Todo cambió con el nacimiento de mi hermana. La casa se convirtió en un nido almidonado y tibio en el que todo olía a bebé. Mi madre dejó de ir al trabajo y me sacó, por fin, de externa. Por la mañana me hacía trenzas y peinados diferentes, me tomaba el desayuno sin apuros, y se quedaba hasta el final del matutino con mi hermana en su coche. Lugo al mediodía regresaba a recogerme para almorzar y dormir la siesta juntas las tres. Mi hermana en su cuna, ella y yo abrazadas en mi cama. A veces no tenía que regresar a la escuela en la tarde y era tal mi felicidad que en secreto deseaba que mi hermana fuera bebé por siempre. Cada día fue una proyección de los cuidados que tuve cuando fui una bebé. Descubrí cosas nuevas en la casa, objetos, detalles, rituales, silencios, olores. Dejé de ser una seminternada y descubrí la felicidad de los verdaderos tiempos libres. Descubrí la forma en que fui maternada. Me hice preguntas acordes a la novedad que experimentaba. ¿Estoy dejando de aprender o estoy aprendiendo más? ¿Puede uno desaprender? ¿Esto es para siempre? A los 45 días exactamente, cuando me encontraba en la cúspide de mi gran disfrute existencial como hija y hermana, mi madre retornó a trabajar, mi hermana se fue a un corral gigante en una sala del círculo infantil y yo volví a ser una seminternada más que se enganchaba en al cerca a pelar su naranja.
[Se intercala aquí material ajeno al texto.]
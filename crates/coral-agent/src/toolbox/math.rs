use async_trait::async_trait;
use serde::de::DeserializeOwned;
use serde::Deserialize;
use serde_json::{json, Value};

use super::Toolbox;
use crate::errors::{AgentError, AgentResult};
use crate::models::content::Content;
use crate::models::tool::{Tool, ToolCall};

pub const ADD_TOOL: &str = "add";
pub const SUB_TOOL: &str = "sub";
pub const MULTIPLY_TOOL: &str = "multiply";
pub const DIVIDE_TOOL: &str = "divide";
pub const ROUND_TOOL: &str = "round";

// Beyond this an f64 has no more decimal digits to keep
const MAX_DECIMAL_PLACES: u32 = 15;

#[derive(Debug, Deserialize)]
struct Pair {
    a: f64,
    b: f64,
}

#[derive(Debug, Deserialize)]
struct ScaledPair {
    a: f64,
    b: f64,
    #[serde(default = "two_places")]
    decimal_places: u32,
}

#[derive(Debug, Deserialize)]
struct Single {
    a: f64,
    #[serde(default)]
    decimal_places: u32,
}

fn two_places() -> u32 {
    2
}

fn arguments<T: DeserializeOwned>(arguments: Value) -> AgentResult<T> {
    serde_json::from_value(arguments).map_err(|e| AgentError::InvalidParameters(e.to_string()))
}

fn round_to(value: f64, decimal_places: u32) -> f64 {
    let factor = 10f64.powi(decimal_places.min(MAX_DECIMAL_PLACES) as i32);
    let scaled = value * factor;
    if scaled.is_finite() {
        scaled.round() / factor
    } else {
        value
    }
}

fn number(description: &str) -> Value {
    json!({"type": "number", "description": description})
}

fn places(default: u32) -> Value {
    json!({
        "type": "integer",
        "minimum": 0,
        "default": default,
        "description": "Number of decimal places to round to"
    })
}

/// Local arithmetic, so calculations come from a tool rather than the model
pub struct MathToolbox {
    tools: Vec<Tool>,
}

impl Default for MathToolbox {
    fn default() -> Self {
        Self::new()
    }
}

impl MathToolbox {
    pub fn new() -> Self {
        let pair = |name: &str, description: &str| {
            Tool::new(
                name,
                description,
                json!({
                    "type": "object",
                    "required": ["a", "b"],
                    "properties": {"a": number("First operand"), "b": number("Second operand")}
                }),
            )
        };
        let scaled = |name: &str, description: &str| {
            Tool::new(
                name,
                description,
                json!({
                    "type": "object",
                    "required": ["a", "b"],
                    "properties": {
                        "a": number("First operand"),
                        "b": number("Second operand"),
                        "decimal_places": places(2)
                    }
                }),
            )
        };

        let tools = vec![
            pair(ADD_TOOL, "Adds two numbers."),
            pair(SUB_TOOL, "Subtracts b from a."),
            scaled(MULTIPLY_TOOL, "Multiplies two numbers and rounds the product."),
            scaled(DIVIDE_TOOL, "Divides a by b and rounds the quotient."),
            Tool::new(
                ROUND_TOOL,
                "Rounds a number to a given number of decimal places.",
                json!({
                    "type": "object",
                    "required": ["a"],
                    "properties": {"a": number("The number to round"), "decimal_places": places(0)}
                }),
            ),
        ];

        Self { tools }
    }

    fn evaluate(&self, tool_call: ToolCall) -> AgentResult<f64> {
        match tool_call.name.as_str() {
            ADD_TOOL => {
                let Pair { a, b } = arguments(tool_call.arguments)?;
                Ok(a + b)
            }
            SUB_TOOL => {
                let Pair { a, b } = arguments(tool_call.arguments)?;
                Ok(a - b)
            }
            MULTIPLY_TOOL => {
                let ScaledPair { a, b, decimal_places } = arguments(tool_call.arguments)?;
                Ok(round_to(a * b, decimal_places))
            }
            DIVIDE_TOOL => {
                let ScaledPair { a, b, decimal_places } = arguments(tool_call.arguments)?;
                if b == 0.0 {
                    return Err(AgentError::ExecutionError(
                        "Cannot divide by zero".to_string(),
                    ));
                }
                Ok(round_to(a / b, decimal_places))
            }
            ROUND_TOOL => {
                let Single { a, decimal_places } = arguments(tool_call.arguments)?;
                Ok(round_to(a, decimal_places))
            }
            _ => Err(AgentError::ToolNotFound(tool_call.name)),
        }
    }
}

#[async_trait]
impl Toolbox for MathToolbox {
    fn name(&self) -> &str {
        "math"
    }

    fn tools(&self) -> &[Tool] {
        &self.tools
    }

    async fn call(&self, tool_call: ToolCall) -> AgentResult<Vec<Content>> {
        let name = tool_call.name.clone();
        let result = self.evaluate(tool_call)?;
        if !result.is_finite() {
            return Err(AgentError::ExecutionError(format!(
                "{} overflowed to {}",
                name, result
            )));
        }
        tracing::debug!(tool = %name, result, "math tool answered");
        Ok(vec![Content::text(result.to_string())])
    }
}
La noche anterior a su regreso al trabajo, mi madre dejó una postal debajo de mi almohada con una nota grande de amor donde me explicaba con detalles, en la voz de una mujer de Ghana -que cargaba una enorme cesta de cítricos sobre su cabeza mientras atado a ella por un fular su bebé dormía- por qué debía volver al trabajo. De cierta manera sus palabras me aliviaron, pero la imagen resonaba de otra manera en mi cabeza, porque eso era justo lo que yo quería: un fular que me atase a mi madre.